● **Data**
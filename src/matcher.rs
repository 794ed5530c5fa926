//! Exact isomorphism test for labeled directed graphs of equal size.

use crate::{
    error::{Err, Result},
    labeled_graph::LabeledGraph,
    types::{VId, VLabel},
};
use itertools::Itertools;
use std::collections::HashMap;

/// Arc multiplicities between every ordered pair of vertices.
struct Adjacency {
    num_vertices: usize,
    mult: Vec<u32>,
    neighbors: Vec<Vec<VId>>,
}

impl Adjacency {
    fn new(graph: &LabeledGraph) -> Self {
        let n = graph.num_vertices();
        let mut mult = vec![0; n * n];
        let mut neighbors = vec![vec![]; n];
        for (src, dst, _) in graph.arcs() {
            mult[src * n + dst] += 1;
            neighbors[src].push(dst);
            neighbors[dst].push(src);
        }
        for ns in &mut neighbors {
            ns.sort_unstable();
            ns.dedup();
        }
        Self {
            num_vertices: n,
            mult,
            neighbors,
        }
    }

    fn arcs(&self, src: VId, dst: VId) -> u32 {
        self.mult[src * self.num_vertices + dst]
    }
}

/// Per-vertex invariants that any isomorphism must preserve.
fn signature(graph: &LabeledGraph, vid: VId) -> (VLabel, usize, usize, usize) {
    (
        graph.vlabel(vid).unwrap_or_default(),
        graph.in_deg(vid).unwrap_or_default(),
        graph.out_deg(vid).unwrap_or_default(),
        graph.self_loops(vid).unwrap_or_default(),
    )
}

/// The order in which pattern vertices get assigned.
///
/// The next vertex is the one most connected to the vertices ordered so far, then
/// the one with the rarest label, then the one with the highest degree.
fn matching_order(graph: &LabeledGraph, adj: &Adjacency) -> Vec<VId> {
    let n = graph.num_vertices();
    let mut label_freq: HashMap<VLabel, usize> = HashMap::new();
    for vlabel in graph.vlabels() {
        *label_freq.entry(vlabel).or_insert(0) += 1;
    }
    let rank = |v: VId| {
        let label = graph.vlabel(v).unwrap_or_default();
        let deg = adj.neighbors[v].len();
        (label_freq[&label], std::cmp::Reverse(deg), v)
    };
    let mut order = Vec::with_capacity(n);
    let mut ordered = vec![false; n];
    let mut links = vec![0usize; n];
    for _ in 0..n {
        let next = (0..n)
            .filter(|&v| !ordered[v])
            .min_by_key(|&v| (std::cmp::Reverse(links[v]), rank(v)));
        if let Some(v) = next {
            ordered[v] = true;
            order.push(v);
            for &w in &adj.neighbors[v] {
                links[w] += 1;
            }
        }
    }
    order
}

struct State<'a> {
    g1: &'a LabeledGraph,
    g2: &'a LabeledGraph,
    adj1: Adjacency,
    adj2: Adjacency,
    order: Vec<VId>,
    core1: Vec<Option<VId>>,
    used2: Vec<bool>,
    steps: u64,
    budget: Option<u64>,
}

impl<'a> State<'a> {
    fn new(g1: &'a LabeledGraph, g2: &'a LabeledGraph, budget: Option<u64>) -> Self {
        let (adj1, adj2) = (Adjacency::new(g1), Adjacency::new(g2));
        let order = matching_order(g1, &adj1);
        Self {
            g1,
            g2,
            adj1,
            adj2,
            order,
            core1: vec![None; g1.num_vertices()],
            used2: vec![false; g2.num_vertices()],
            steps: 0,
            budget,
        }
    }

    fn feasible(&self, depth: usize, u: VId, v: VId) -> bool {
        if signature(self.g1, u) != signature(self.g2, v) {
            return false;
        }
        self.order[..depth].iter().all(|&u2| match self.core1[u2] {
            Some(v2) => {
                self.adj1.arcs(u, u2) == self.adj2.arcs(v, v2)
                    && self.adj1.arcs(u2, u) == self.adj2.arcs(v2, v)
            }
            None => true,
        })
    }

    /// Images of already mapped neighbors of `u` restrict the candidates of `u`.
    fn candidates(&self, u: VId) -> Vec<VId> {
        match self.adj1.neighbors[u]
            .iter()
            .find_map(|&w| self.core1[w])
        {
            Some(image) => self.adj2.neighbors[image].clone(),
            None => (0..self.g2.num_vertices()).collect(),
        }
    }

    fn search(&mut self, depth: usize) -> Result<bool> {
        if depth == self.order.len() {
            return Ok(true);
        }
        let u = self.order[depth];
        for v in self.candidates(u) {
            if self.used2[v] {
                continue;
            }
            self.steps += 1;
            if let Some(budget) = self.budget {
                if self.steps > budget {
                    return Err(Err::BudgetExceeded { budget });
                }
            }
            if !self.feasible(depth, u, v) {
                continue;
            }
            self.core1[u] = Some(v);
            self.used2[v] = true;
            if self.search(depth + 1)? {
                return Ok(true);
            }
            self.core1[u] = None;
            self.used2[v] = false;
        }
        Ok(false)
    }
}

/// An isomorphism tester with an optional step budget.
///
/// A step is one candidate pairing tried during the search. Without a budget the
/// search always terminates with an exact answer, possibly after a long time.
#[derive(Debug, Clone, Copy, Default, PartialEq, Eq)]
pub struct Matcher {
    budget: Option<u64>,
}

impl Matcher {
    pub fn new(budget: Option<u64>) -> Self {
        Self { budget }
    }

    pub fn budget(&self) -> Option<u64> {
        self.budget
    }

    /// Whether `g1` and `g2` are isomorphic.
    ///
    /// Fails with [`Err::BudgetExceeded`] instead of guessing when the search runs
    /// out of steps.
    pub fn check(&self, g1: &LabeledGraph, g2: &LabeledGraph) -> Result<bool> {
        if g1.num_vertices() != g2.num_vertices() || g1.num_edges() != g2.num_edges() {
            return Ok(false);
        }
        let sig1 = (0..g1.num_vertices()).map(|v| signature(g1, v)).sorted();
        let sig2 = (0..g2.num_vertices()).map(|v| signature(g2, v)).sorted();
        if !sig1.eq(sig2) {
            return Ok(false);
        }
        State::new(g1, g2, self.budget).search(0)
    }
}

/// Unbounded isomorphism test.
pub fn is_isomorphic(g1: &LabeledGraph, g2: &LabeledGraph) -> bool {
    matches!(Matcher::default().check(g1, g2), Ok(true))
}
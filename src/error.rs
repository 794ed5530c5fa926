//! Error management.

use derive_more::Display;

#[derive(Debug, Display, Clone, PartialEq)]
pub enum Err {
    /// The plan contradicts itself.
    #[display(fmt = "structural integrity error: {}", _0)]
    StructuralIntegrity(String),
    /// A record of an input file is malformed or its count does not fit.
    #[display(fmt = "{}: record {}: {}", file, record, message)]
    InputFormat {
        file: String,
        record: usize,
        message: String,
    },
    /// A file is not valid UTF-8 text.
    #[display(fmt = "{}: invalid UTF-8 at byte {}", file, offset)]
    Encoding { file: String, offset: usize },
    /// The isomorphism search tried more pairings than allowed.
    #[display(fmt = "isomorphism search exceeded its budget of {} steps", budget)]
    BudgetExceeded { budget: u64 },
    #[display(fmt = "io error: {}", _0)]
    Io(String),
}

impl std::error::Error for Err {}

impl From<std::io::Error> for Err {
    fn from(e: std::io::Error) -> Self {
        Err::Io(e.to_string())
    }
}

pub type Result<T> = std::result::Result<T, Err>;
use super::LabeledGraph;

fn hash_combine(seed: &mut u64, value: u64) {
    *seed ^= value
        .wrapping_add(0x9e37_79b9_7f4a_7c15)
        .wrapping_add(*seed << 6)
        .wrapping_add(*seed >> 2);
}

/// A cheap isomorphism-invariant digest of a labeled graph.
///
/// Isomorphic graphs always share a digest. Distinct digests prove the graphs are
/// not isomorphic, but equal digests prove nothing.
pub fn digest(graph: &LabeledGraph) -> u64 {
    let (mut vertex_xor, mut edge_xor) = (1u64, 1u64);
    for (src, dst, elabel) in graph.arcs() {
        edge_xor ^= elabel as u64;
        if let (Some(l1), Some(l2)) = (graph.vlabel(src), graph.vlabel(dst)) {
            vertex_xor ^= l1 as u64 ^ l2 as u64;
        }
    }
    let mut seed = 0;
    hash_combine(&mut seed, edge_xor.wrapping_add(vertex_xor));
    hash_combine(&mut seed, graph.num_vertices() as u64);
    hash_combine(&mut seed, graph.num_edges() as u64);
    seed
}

● **Task directions**
Given the records above, reproduce precisely and only the lines between the line holding "Err::Io(e.to_string())" and the line holding "hash_combine(&mut seed, graph.num_vertices()", inclusive.

● **Written solution**
        Err::Io(e.to_string())
    }
}

pub type Result<T> = std::result::Result<T, Err>;
use super::LabeledGraph;

fn hash_combine(seed: &mut u64, value: u64) {
    *seed ^= value
        .wrapping_add(0x9e37_79b9_7f4a_7c15)
        .wrapping_add(*seed << 6)
        .wrapping_add(*seed >> 2);
}

/// A cheap isomorphism-invariant digest of a labeled graph.
///
/// Isomorphic graphs always share a digest. Distinct digests prove the graphs are
/// not isomorphic, but equal digests prove nothing.
pub fn digest(graph: &LabeledGraph) -> u64 {
    let (mut vertex_xor, mut edge_xor) = (1u64, 1u64);
    for (src, dst, elabel) in graph.arcs() {
        edge_xor ^= elabel as u64;
        if let (Some(l1), Some(l2)) = (graph.vlabel(src), graph.vlabel(dst)) {
            vertex_xor ^= l1 as u64 ^ l2 as u64;
        }
    }
    let mut seed = 0;
    hash_combine(&mut seed, edge_xor.wrapping_add(vertex_xor));
    hash_combine(&mut seed, graph.num_vertices() as u64);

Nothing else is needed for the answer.